Skelton lost to political newcomer Vicki Hartzler. One of his supporters, Kansas City attorney Larry McMullen, told public radio station KCUR that the mood here had simply changed.
Actuality Two: "Of course this is a Republican district and over the years Republicans have crossed over to support Ike. Now Republicans, smelling blood in the water, are rising up and saying, let's just throw everybody out."
Democrats were tossed out in rural districts across the US – not just in the Midwest or the South.
Scott Murphy – a businessman from Glens Falls — won his rural seat in a special election just last year here in northern New York and worked to distance himself from House Speaker Nancy Pelosi.
Here he is during a debate on WMHT television the week before the vote.
Actuality Three: That’s why I’m rated as one of the most centrist members of congress…those are the skills that I bring from my career building businesses and bringing jobs.
Murphy tried to focus the campaign on local issues – everything from dairy farms to his district’s troubled horse-racing industry.
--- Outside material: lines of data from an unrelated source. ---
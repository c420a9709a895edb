//! The decoded form of a MIDI file.
//!
//! A [`ParsedMidi`] is built once at load time and is read-only during
//! playback. Only the snapshot rewriter edits its tracks, and only as a
//! one-shot pre-export pass.

use super::message::MidiMessage;
use super::DEFAULT_TEMPO;
use serde::{Deserialize, Serialize};
use std::collections::BTreeSet;

/// Ordered messages of one track, tick-ascending.
pub type Track = Vec<MidiMessage>;

/// A tempo change at an absolute tick.
#[derive(Debug, Clone, Copy, PartialEq, Serialize, Deserialize)]
pub struct TempoChange {
    /// Position in ticks.
    pub ticks: u32,
    /// Tempo in beats per minute.
    pub tempo: f64,
}

impl TempoChange {
    /// Builds a tempo change from a Set Tempo payload (microseconds per quarter note).
    pub fn from_microseconds(ticks: u32, microseconds_per_beat: u32) -> Self {
        Self {
            ticks,
            tempo: 60_000_000.0 / microseconds_per_beat as f64,
        }
    }
}

/// Loop region in ticks.
#[derive(Debug, Clone, Copy, PartialEq, Eq, Default, Serialize, Deserialize)]
pub struct LoopPoints {
    pub start: u32,
    pub end: u32,
}

/// A fully decoded MIDI file.
#[derive(Debug, Clone, PartialEq, Serialize, Deserialize)]
pub struct ParsedMidi {
    /// SMF format (0, 1 or 2).
    pub format: u16,
    /// Ticks per quarter note.
    pub division: u16,
    /// Message lists, one per track.
    pub tracks: Vec<Track>,
    /// Tempo changes, most recent tick first. Always ends with the
    /// implicit `{ticks: 0, tempo: 120}` entry.
    pub tempo_changes: Vec<TempoChange>,
    pub loop_points: LoopPoints,
    /// MIDI port of each track.
    pub port_of: Vec<u8>,
    /// Channels with note-ons, per track.
    pub used_channels: Vec<BTreeSet<u8>>,
    /// Tick of the earliest note-on in the file.
    pub first_note_on: u32,
    /// Largest final-message tick over all tracks.
    pub last_event_tick: u32,
    /// Song length in seconds, following the tempo map.
    pub duration: f64,
    /// Bytes of the Track Name meta that named the file.
    pub raw_name: Vec<u8>,
    /// Display name.
    pub name: String,
    /// Per-track names (empty when a track has none).
    pub track_names: Vec<String>,
    /// Copyright notices, newline separated.
    pub copyright: String,
    /// Raw lyric payloads in file order.
    pub lyrics: Vec<Vec<u8>>,
    /// Tick of every entry in `lyrics`.
    pub lyric_ticks: Vec<u32>,
    /// Lowest and highest note-on key.
    pub key_range: (u8, u8),
    /// Soft Karaoke file: text events carry the lyrics.
    #[serde(default)]
    pub is_karaoke: bool,
    /// Bank offset declared by an RMID container with an embedded bank.
    #[serde(default)]
    pub bank_offset: u16,
}

impl ParsedMidi {
    /// Number of tracks.
    pub fn track_count(&self) -> usize {
        self.tracks.len()
    }

    /// Converts an absolute tick position to seconds by walking the tempo map.
    ///
    /// # Arguments
    ///
    /// * `ticks` - Absolute position in ticks
    ///
    /// # Returns
    ///
    /// Time in seconds from the start of the song
    pub fn ticks_to_seconds(&self, ticks: u32) -> f64 {
        let division = self.division.max(1) as f64;
        let mut remaining = ticks;
        let mut seconds = 0.0;

        // Most recent first: every change that starts before the remaining span
        // covers the ticks between its position and the span's end.
        for change in &self.tempo_changes {
            if remaining == 0 {
                break;
            }
            if change.ticks < remaining {
                let span = (remaining - change.ticks) as f64;
                seconds += span * 60.0 / (change.tempo * division);
                remaining = change.ticks;
            }
        }

        seconds
    }

    /// Tempo in effect at `ticks`.
    pub fn tempo_at(&self, ticks: u32) -> f64 {
        self.tempo_changes
            .iter()
            .find(|change| change.ticks <= ticks)
            .map(|change| change.tempo)
            .unwrap_or(DEFAULT_TEMPO as f64)
    }

    /// Seconds of the first note-on, used when playback skips leading silence.
    pub fn first_note_on_seconds(&self) -> f64 {
        self.ticks_to_seconds(self.first_note_on)
    }

    /// Loop start and end in seconds.
    pub fn loop_seconds(&self) -> (f64, f64) {
        (
            self.ticks_to_seconds(self.loop_points.start),
            self.ticks_to_seconds(self.loop_points.end),
        )
    }

    /// Total number of messages across all tracks.
    pub fn message_count(&self) -> usize {
        self.tracks.iter().map(Vec::len).sum()
    }

    /// Recomputes the derived timing fields after the tracks were edited.
    pub fn recompute_timing(&mut self) {
        self.last_event_tick = self
            .tracks
            .iter()
            .filter_map(|track| track.last().map(|m| m.ticks))
            .max()
            .unwrap_or(0);
        self.duration = self.ticks_to_seconds(self.last_event_tick);
    }
}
But he ran smack into a wave of small-town voters who see any Democrat as suspect. Chris Callahan from Waterfort, New York, joined an anti-Murphy rally the day before the election.
Actuality Five: Murphy is just aligned with Obama, it’s the wrong way to go, it’s been tried, it hasn’t worked.
Bill Bishop is a journalist who writes about small-town politics for a blog called the Daily Yonder.
He says Democrats are now an endangered species in House districts where most small-town voters live.
Actuality Six: They just pretty much disappeared from a lot of rural America…From the Dakotas across Minnesota and Michigan and Wisconsin to the territory of New York and Pennsylvania – and then all of New Hampshire switched.
Rural America has been trending conservative for decades. Small towns tend to be older and whiter – and they have more military veterans.
The surprising thing, according to Bishop’s analysis, is that Democrats still managed to win and hold a lot of rural seats.
Politicians like Ike Skelton built a wall of incumbency – using their deep local roots, and big campaign war chests to protect themselves against their districts’ conservative lean.
But this year, that all changed, with roughly forty rural Democrats toppled in a single night.
Increasingly, Bishop says, people in small towns just feel politically and culturally isolated from a Democratic Party that that they perceive as being led by a mostly urban politicians.
Actuality Seven: When Barack Obama and Nancy Pelosi are mentioned in these advertisements, they’re described as someone other than us – politics now is about teams and it’s about tribes.
The danger for Democrats here in the North Country is that small towns will play a big role again in 2012.
Bill Owens won the 23rd district in a squeaker, but in two years he’ll face rural voters like Sally Lewillier from Brownville.
Actuality Eight: The Republicans are going to win, I hope, and take back the country that we need to have taken back — the Democrats under Obama have ruined the country.
Small town voters will also help to sway a lot of electoral college votes in the next presidential race, and tilting Senate races from Missouri to Montana.